--- RECORDS FOR THIS TASK ---
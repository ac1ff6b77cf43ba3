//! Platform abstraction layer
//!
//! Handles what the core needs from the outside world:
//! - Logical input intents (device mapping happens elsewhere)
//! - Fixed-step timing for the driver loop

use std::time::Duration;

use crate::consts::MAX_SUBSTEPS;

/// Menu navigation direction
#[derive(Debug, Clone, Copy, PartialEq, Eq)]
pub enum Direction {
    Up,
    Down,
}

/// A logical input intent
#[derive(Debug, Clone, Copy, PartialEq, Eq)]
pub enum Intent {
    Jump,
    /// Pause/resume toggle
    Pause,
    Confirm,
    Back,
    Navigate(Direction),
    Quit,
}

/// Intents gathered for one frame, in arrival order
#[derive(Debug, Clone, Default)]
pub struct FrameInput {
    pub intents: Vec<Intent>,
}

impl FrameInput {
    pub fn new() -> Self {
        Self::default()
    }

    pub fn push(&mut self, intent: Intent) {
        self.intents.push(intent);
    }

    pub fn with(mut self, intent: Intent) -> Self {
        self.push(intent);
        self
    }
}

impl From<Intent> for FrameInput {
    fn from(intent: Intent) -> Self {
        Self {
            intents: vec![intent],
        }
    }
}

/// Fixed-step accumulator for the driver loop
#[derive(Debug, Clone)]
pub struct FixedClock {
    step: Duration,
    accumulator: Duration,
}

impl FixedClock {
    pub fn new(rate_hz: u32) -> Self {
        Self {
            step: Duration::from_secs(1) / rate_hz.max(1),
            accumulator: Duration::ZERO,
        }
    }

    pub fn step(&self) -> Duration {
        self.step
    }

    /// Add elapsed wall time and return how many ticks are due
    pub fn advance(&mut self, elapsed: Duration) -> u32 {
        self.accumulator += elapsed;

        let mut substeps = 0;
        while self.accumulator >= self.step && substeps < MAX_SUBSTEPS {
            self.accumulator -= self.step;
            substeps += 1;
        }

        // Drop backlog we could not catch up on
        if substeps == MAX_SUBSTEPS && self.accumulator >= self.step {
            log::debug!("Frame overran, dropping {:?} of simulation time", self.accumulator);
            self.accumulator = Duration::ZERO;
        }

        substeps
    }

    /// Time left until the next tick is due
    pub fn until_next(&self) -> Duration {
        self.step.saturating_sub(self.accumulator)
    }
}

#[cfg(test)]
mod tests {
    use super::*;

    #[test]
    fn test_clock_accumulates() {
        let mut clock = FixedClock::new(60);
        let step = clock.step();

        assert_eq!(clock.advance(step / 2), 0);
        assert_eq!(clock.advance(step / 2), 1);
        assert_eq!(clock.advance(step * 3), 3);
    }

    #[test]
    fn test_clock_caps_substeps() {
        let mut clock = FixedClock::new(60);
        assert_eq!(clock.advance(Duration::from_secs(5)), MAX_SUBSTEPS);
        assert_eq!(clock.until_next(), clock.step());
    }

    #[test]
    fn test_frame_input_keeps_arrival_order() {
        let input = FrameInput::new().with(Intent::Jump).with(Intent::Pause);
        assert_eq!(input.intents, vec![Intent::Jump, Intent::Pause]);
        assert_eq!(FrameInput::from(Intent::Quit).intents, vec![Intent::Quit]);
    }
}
---
--- RECORDS FOR THIS TASK ---
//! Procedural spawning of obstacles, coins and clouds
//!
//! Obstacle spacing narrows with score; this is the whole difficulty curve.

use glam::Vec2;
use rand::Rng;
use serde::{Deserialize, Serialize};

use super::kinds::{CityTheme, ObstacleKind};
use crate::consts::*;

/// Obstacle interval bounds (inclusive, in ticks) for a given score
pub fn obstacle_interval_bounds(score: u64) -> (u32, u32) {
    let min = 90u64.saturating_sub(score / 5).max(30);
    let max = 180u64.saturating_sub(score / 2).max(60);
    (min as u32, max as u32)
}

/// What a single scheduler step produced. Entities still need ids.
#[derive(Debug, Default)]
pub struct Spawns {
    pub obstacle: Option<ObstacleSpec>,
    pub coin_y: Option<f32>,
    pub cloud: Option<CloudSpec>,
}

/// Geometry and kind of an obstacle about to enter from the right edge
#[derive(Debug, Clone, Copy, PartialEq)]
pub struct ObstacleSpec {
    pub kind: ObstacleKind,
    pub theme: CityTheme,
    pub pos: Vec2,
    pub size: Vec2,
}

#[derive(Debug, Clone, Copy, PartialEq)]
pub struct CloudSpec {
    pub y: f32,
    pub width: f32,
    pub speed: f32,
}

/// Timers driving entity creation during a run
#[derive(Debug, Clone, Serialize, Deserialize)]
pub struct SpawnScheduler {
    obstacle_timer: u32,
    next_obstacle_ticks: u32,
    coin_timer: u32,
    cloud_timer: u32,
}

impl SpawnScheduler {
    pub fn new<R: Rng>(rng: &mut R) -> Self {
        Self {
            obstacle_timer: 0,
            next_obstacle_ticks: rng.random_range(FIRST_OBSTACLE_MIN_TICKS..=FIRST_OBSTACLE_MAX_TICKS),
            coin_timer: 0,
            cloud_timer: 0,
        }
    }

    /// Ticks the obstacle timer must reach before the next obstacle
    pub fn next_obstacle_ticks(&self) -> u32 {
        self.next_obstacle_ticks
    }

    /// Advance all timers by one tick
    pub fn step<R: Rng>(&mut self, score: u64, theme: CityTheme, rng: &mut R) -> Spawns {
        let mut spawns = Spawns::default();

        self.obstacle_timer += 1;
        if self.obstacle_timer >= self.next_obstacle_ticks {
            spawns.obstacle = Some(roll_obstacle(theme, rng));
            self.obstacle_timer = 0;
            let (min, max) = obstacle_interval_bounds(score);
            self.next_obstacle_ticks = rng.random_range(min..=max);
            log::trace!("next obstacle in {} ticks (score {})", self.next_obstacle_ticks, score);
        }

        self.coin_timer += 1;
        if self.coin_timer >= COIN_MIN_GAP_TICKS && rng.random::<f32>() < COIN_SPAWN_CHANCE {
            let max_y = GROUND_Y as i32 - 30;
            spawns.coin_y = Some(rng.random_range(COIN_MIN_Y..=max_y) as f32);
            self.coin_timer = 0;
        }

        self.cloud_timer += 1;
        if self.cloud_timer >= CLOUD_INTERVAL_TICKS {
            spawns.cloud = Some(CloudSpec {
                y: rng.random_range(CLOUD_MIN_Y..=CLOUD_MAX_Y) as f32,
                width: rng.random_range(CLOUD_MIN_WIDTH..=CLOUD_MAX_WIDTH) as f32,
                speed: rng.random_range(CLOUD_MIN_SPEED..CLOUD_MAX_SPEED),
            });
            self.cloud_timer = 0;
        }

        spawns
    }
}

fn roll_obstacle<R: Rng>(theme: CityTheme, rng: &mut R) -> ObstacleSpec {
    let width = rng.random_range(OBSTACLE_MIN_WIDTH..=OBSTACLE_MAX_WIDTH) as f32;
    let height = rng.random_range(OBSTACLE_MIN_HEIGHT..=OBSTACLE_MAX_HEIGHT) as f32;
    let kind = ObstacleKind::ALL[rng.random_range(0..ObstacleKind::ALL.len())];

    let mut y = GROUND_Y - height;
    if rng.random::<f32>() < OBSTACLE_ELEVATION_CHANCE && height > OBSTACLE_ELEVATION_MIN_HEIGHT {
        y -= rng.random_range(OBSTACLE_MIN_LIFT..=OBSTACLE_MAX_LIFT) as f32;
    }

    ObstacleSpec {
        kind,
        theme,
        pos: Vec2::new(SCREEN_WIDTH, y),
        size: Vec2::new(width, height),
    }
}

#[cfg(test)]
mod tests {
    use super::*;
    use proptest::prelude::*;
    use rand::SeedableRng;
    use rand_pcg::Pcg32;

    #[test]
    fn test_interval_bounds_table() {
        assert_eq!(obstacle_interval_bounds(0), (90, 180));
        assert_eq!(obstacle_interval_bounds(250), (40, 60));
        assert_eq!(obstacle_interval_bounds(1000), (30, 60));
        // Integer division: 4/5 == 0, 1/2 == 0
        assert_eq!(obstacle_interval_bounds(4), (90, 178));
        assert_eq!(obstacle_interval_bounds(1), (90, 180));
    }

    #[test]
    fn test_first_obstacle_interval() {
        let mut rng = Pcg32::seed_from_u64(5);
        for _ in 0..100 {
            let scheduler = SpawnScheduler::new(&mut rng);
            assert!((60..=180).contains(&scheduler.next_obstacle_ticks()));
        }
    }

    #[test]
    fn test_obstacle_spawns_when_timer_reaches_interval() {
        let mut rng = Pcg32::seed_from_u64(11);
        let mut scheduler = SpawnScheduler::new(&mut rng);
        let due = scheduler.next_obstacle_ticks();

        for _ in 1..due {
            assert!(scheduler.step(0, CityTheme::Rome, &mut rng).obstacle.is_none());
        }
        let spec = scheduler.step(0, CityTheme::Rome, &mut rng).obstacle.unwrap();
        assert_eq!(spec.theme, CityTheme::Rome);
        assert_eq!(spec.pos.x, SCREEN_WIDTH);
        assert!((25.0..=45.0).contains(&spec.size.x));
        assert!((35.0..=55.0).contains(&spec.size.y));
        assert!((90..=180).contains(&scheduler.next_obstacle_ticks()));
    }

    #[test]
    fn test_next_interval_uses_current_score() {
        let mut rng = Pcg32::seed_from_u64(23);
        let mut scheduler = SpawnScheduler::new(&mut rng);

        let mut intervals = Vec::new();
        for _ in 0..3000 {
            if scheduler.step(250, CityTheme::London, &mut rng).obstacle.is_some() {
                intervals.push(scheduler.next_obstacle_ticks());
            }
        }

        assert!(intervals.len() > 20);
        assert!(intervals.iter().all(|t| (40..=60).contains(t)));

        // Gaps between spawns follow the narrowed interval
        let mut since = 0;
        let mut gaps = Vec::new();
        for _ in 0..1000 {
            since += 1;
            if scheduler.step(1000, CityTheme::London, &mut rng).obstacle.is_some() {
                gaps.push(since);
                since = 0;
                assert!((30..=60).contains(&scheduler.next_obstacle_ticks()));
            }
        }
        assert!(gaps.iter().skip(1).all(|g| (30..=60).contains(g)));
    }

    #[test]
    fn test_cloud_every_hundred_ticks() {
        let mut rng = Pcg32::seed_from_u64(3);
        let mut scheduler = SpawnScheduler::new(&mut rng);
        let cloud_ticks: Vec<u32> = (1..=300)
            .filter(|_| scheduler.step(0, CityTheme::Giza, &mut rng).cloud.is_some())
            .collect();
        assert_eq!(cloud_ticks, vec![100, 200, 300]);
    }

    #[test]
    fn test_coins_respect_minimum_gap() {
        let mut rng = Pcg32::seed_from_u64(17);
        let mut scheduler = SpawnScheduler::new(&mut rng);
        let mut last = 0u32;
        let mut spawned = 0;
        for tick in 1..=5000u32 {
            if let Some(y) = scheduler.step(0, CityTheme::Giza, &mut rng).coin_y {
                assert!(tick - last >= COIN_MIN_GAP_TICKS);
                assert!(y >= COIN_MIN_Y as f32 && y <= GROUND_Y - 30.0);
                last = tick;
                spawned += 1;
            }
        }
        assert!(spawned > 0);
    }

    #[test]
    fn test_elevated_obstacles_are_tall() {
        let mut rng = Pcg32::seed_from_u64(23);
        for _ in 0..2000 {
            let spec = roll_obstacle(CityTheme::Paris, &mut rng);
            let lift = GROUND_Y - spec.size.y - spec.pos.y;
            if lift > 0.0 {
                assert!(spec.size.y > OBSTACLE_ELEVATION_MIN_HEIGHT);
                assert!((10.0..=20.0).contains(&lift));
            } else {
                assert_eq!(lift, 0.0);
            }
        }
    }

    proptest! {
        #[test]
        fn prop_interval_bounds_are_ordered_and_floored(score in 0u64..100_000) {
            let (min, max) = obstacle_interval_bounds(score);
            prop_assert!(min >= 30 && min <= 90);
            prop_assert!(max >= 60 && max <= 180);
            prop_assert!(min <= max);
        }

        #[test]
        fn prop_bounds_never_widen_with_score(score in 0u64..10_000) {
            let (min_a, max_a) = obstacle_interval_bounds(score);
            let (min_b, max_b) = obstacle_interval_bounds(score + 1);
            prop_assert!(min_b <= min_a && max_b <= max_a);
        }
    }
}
---
WHAT THE TASK ASKS -> Beginning with the line that has "assert!(y >= COIN_MIN_Y" and ending with the line that has "let spec = roll_obstacle(CityTheme::Paris, &mut", set down the lines above exactly and include no others.

TASK OUTPUT ->
                assert!(y >= COIN_MIN_Y as f32 && y <= GROUND_Y - 30.0);
                last = tick;
                spawned += 1;
            }
        }
        assert!(spawned > 0);
    }

    #[test]
    fn test_elevated_obstacles_are_tall() {
        let mut rng = Pcg32::seed_from_u64(23);
        for _ in 0..2000 {
            let spec = roll_obstacle(CityTheme::Paris, &mut rng);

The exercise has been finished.